So I teach MIT undergraduates who generally all know, even the ones, programming isn't
required as a course, but everyone in my experience knows how to program basically in my
writing classes where I'm teaching, and then I teach graduate students in comparative media
studies. And some people, they include people who have computer science bachelor's degrees,
but there are also people who have no background in programming who have interest in media
and expertise and background of various sorts, but it doesn't include working with code.
>>: It seems also as if society has shifted, I mean, Minecraft has taken off the system
specifically for the world building, that the closest I can define modern to what it felt like in the
early 80s with code; it’s hearing these kids talk about Minecraft and in their world and setting
up their water systems and it’s exact same fielding and like the other person said, they’re not
thinking about this in terms of code but it’s exact same internal flame, right, but they're just
advanced.
>>: A couple of thoughts. I'm seeing a connection between what you said at several points
through the talk, and Bill Rosen’s, The Most Powerful Idea in the World, are you familiar with
that book? It's about the history of steam power?
>> Nick Montfort: Okay. I’m not.
>>: What's interesting about that, it's kind of a weird connection, maybe, but what becomes
clear is the incrementalism of a very important end result, right, which was the steam engine,
and the steam locomotive, but he traces it back hundreds of years in multiple countries, all
these innovations that had to happen to result in that. And that I see is the same thing like the
way the Commodore 64 works, right?
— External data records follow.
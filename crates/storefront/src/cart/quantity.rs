use std::fmt::Display;

/// The quantity picked for the displayed product. Never below one.
#[derive(Debug, Clone, Copy, PartialEq, Eq, PartialOrd, Ord, Hash)]
pub struct Quantity(u32);

impl Quantity {
    pub const ONE: Quantity = Quantity(1);

    /// `None` for zero.
    pub fn new(value: u32) -> Option<Self> {
        (value >= 1).then_some(Self(value))
    }

    pub fn get(self) -> u32 {
        self.0
    }

    pub fn increment(self) -> Self {
        Self(self.0.saturating_add(1))
    }

    /// Stays at one.
    pub fn decrement(self) -> Self {
        Self(self.0.saturating_sub(1).max(1))
    }

    pub fn can_decrement(self) -> bool {
        self.0 > 1
    }
}

impl Default for Quantity {
    fn default() -> Self {
        Self::ONE
    }
}

impl Display for Quantity {
    fn fmt(&self, f: &mut std::fmt::Formatter<'_>) -> std::fmt::Result {
        write!(f, "{}", self.0)
    }
}

#[cfg(test)]
mod tests {
    use super::*;

    #[test]
    fn test_decrement_floor() {
        assert_eq!(Quantity::ONE.decrement(), Quantity::ONE);
        assert!(!Quantity::ONE.can_decrement());
        assert_eq!(Quantity::new(0), None);
    }

    #[test]
    fn test_increment_then_decrement_is_identity() {
        for value in 2..10 {
            let q = Quantity::new(value).unwrap();
            assert_eq!(q.increment().decrement(), q);
        }
    }

    #[test]
    fn test_increment_saturates() {
        let max = Quantity::new(u32::MAX).unwrap();
        assert_eq!(max.increment(), max);
    }
}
There's influences from punch cards and there's
influences from five or six models of computers Commodore itself made, and that all results in
the final product.
>> Nick Montfort: Yes. This program runs on the [inaudible], runs on the VIC-20, unaltered,
yes.
>>: So anyway, that was one thing. The other thing is that I have two boys, almost ten and
almost 13, and I initially thought that they just wouldn't care at all about my whole history with
Commodores because you know, they've grown up in a very PC centric world, and it's a very
rich world, right, and they're very into things like Minecraft and there's a lot to learn there for
them and a lot of richness; and I was really surprised that they actually have been really
interested. We've got really involved in the retro Commodore scene here locally. And there's
something about these older computers that if kids get exposed to them, they really are
interested in them, and I’m trying to tease out what that is, and part of it seems to be that you
can get closer to the bare metal with them. You can actually, it's kind of like owning an older
car, you can actually understand everything about how it works versus computers now, which it
almost seems like it's nondeterministic because it's so complex you can't really figure out
what's going on. So I don’t know. Just throwing out some thoughts.
>> Nick Montfort: Yeah. I mean, they're great machines. And they're still, I didn't even make
mention of any of it, but there's a huge amount of continuing productive activity on the
Commodore 64. People in demo scene creating amazing audiovisual programs, people doing
SID, you know the sound interface device, Bob Yannes’ SID, there's a huge amount of work
that’s still going on, and it's, I mean, to some extent it’s for some people, I mean it's not
nostalgic. I met a guy who was, it’s been two years ago, I guess, whose working in the demo
scene on the Commodore 64, he's 18 years old. He didn't program on the Commodore 64
when he was young. He came to this machine, found it really compelling and interesting. So
yeah, I think there's a lot to be said for the use of these machines just as a way not only to
understand computer history, but also to just engage with computing and to explore and play. I
am doing a BASIC workshop, a Commodore 64 BASIC workshop at UCLA, so we'll see what the
students there next week will think about that.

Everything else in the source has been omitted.